Il Noce del Caucaso o Pterocarya fraxinifolia non richiede particolari interventi di manutenzione se non una leggera pacciamatura di paglia e di periodiche scerbature solo nei primi anni di impianto. Come già detto non necessita neanche di concimazioni periodiche in quanto  frutti e le foglie decomponendosi apportano i nutrienti indispensabili per la vigoria dell’albero.

Noce del Caucaso-Pterocarya-Usi

Usi

Il Noce del Caucaso per la sua resistenza alle avversità e alle intemperie viene coltivato come  ornamentale nei parchi pubblici, nei giardini privati molto spaziosi e anche  per abbellire e creare zone d’ombra nelle ampie piazze cittadine.

E’ un albero perfetto da impiantare anche lungo i corsi d’acqua, non adatto però alla realizzazione di alberature stradali perchè le sue vigorose radici possono danneggiare la pavimentazione stradale.

Il suo legno, leggero e resistente, facile da lavorare viene largamente impiegato per la costruzione di mobili.

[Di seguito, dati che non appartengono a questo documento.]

//! Validated configuration scalars
//!
//! `Volume` and `PollInterval` can only be built inside their domains, so the
//! shared store never holds an out-of-range value.

use std::fmt;
use std::time::Duration;

use serde::{Deserialize, Serialize};
use thiserror::Error;

/// Errors from building configuration values
#[derive(Debug, Clone, PartialEq, Error)]
pub enum ConfigError {
    #[error("Volume {0} is outside 0-100 percent")]
    VolumePercent(f64),

    #[error("Volume level {0} is outside 0.0-1.0")]
    VolumeLevel(f32),

    #[error("Interval {0}ms is outside {min}-{max}ms", min = PollInterval::MIN_MILLIS, max = PollInterval::MAX_MILLIS)]
    Interval(i64),
}

/// Enforced volume as a scalar in [0.0, 1.0]
#[derive(Debug, Clone, Copy, PartialEq, PartialOrd)]
pub struct Volume(f32);

impl Volume {
    pub const MIN_PERCENT: i64 = 0;
    pub const MAX_PERCENT: i64 = 100;

    /// Build from an integer percentage (the control-message form)
    pub fn from_percent(percent: i64) -> Result<Self, ConfigError> {
        if !(Self::MIN_PERCENT..=Self::MAX_PERCENT).contains(&percent) {
            return Err(ConfigError::VolumePercent(percent as f64));
        }
        Ok(Self(percent as f32 / 100.0))
    }

    /// Build from a startup percentage such as `95.5`
    ///
    /// The fraction is truncated, so the enforced level always matches the
    /// whole percent reported to control clients.
    pub fn from_percent_f64(percent: f64) -> Result<Self, ConfigError> {
        // NaN fails the range check
        if !(0.0..=100.0).contains(&percent) {
            return Err(ConfigError::VolumePercent(percent));
        }
        Self::from_percent(percent.trunc() as i64)
    }

    /// Build from a device scalar
    pub fn from_scalar(level: f32) -> Result<Self, ConfigError> {
        if !(0.0..=1.0).contains(&level) {
            return Err(ConfigError::VolumeLevel(level));
        }
        Ok(Self(level))
    }

    /// The scalar handed to the device
    pub fn scalar(self) -> f32 {
        self.0
    }

    /// Whole percent, rounded, as shown to control clients
    pub fn percent(self) -> u8 {
        (self.0 * 100.0).round() as u8
    }

    pub(super) fn to_bits(self) -> u32 {
        self.0.to_bits()
    }

    /// Only for patterns produced by `to_bits`
    pub(super) fn from_bits(bits: u32) -> Self {
        Self(f32::from_bits(bits))
    }
}

impl fmt::Display for Volume {
    fn fmt(&self, f: &mut fmt::Formatter<'_>) -> fmt::Result {
        write!(f, "{:.2}%", self.0 * 100.0)
    }
}

/// Delay between enforcement ticks, in [100, 10000] milliseconds
#[derive(Debug, Clone, Copy, PartialEq, Eq, PartialOrd, Ord, Hash, Serialize, Deserialize)]
#[serde(try_from = "i64", into = "u64")]
pub struct PollInterval(u64);

impl PollInterval {
    pub const MIN_MILLIS: i64 = 100;
    pub const MAX_MILLIS: i64 = 10_000;

    pub fn from_millis(millis: i64) -> Result<Self, ConfigError> {
        if !(Self::MIN_MILLIS..=Self::MAX_MILLIS).contains(&millis) {
            return Err(ConfigError::Interval(millis));
        }
        Ok(Self(millis as u64))
    }

    pub fn millis(self) -> u64 {
        self.0
    }

    pub fn as_duration(self) -> Duration {
        Duration::from_millis(self.0)
    }

    /// Only for values produced by `millis`
    pub(super) fn from_stored(millis: u64) -> Self {
        Self(millis)
    }
}

impl TryFrom<i64> for PollInterval {
    type Error = ConfigError;

    fn try_from(millis: i64) -> Result<Self, Self::Error> {
        Self::from_millis(millis)
    }
}

impl From<PollInterval> for u64 {
    fn from(interval: PollInterval) -> Self {
        interval.0
    }
}

impl fmt::Display for PollInterval {
    fn fmt(&self, f: &mut fmt::Formatter<'_>) -> fmt::Result {
        write!(f, "{}ms", self.0)
    }
}

#[cfg(test)]
mod tests {
    use super::*;

    #[test]
    fn test_volume_from_percent_bounds() {
        assert_eq!(Volume::from_percent(0).unwrap().scalar(), 0.0);
        assert_eq!(Volume::from_percent(100).unwrap().scalar(), 1.0);
        assert_eq!(Volume::from_percent(-1), Err(ConfigError::VolumePercent(-1.0)));
        assert_eq!(Volume::from_percent(101), Err(ConfigError::VolumePercent(101.0)));
    }

    #[test]
    fn test_volume_from_fractional_percent() {
        let volume = Volume::from_percent_f64(95.5).unwrap();
        assert_eq!(volume, Volume::from_percent(95).unwrap());
        assert_eq!(volume.percent(), 95);

        assert_eq!(Volume::from_percent_f64(99.99).unwrap().percent(), 99);
        assert_eq!(Volume::from_percent_f64(100.0).unwrap().scalar(), 1.0);

        assert!(Volume::from_percent_f64(100.01).is_err());
        assert!(Volume::from_percent_f64(f64::NAN).is_err());
    }

    #[test]
    fn test_volume_percent_rounds() {
        assert_eq!(Volume::from_scalar(0.496).unwrap().percent(), 50);
        assert_eq!(Volume::from_scalar(0.333).unwrap().percent(), 33);
    }

    #[test]
    fn test_volume_from_scalar_rejects_out_of_range() {
        assert!(Volume::from_scalar(-0.01).is_err());
        assert!(Volume::from_scalar(1.01).is_err());
        assert!(Volume::from_scalar(f32::NAN).is_err());
    }

    #[test]
    fn test_interval_bounds() {
        assert_eq!(PollInterval::from_millis(100).unwrap().millis(), 100);
        assert_eq!(PollInterval::from_millis(10_000).unwrap().millis(), 10_000);
        assert_eq!(PollInterval::from_millis(99), Err(ConfigError::Interval(99)));
        assert_eq!(PollInterval::from_millis(10_001), Err(ConfigError::Interval(10_001)));
    }

    #[test]
    fn test_interval_duration() {
        let interval = PollInterval::from_millis(3000).unwrap();
        assert_eq!(interval.as_duration(), Duration::from_secs(3));
    }

    #[test]
    fn test_interval_error_message() {
        let err = PollInterval::from_millis(5).unwrap_err();
        assert_eq!(err.to_string(), "Interval 5ms is outside 100-10000ms");
    }

    #[test]
    fn test_deserialize_rejects_out_of_range() {
        assert!(serde_json::from_str::<PollInterval>("50").is_err());
        assert!(serde_json::from_str::<PollInterval>("-1").is_err());
        assert_eq!(serde_json::from_str::<PollInterval>("500").unwrap().millis(), 500);
    }
}
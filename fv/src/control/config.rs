//! Control channel configuration

use serde::{Deserialize, Serialize};
use tracing::debug;

/// Control channel configuration
#[derive(Debug, Clone, Serialize, Deserialize)]
pub struct ControlConfig {
    /// Address to serve the control UI on; `None` disables the control channel
    #[serde(default)]
    pub listen: Option<String>,

    /// Channel buffer size for hub requests
    #[serde(default = "default_hub_buffer", rename = "hub-buffer")]
    pub hub_buffer: usize,
}

fn default_hub_buffer() -> usize {
    debug!("default_hub_buffer: called");
    256
}

impl Default for ControlConfig {
    fn default() -> Self {
        debug!("ControlConfig::default: called");
        Self {
            listen: None,
            hub_buffer: 256,
        }
    }
}

impl ControlConfig {
    /// Address to bind, accepting the `:port` shorthand for all interfaces
    pub fn bind_address(&self) -> Option<String> {
        let listen = self.listen.as_deref()?.trim();
        if listen.is_empty() {
            return None;
        }
        if listen.starts_with(':') {
            return Some(format!("0.0.0.0{}", listen));
        }
        Some(listen.to_string())
    }
}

Nome inglese della Pterocarya fraxinifolia

La Pterocarya fraxinifolia viene chiamata in inglese Wingnut, cioè noce alato, in riferimento ai semi alati. In Gran Bretagna questo albero fece la sua comparsa dopo il 1800.

Pterocarya-fraxinifolia-Wingnut

Curiosità

In Italia la Pterocarya fraxinifolia è conosciuta come Noce del Caucaso e anche come Noce alato a foglie di frassino.  Esemplari maestosi e secolari di questo bellissimo albero sono presenti nei giardini delle ville ottocentesche. Due meravigliosi esemplari si possono ammirare accanto al laghetto del Parco Sempione.

Il Noce del Caucaso è stato introdotto in Francia nel 1784 dall’esploratore e illustre botanico francese André Michaux .

Il nome del genere Pterocarya, deriva dal greco pteron (ala), e karya (noce), allude alla forma dei frutti mentre l’epiteto specifico fraxinifolia, fa riferimento alla foglia composta che somiglia moltissimo a quella del Frassino.

Talvolta l’albero visto da lontano viene confuso con l’Ailanto o il Sapindus.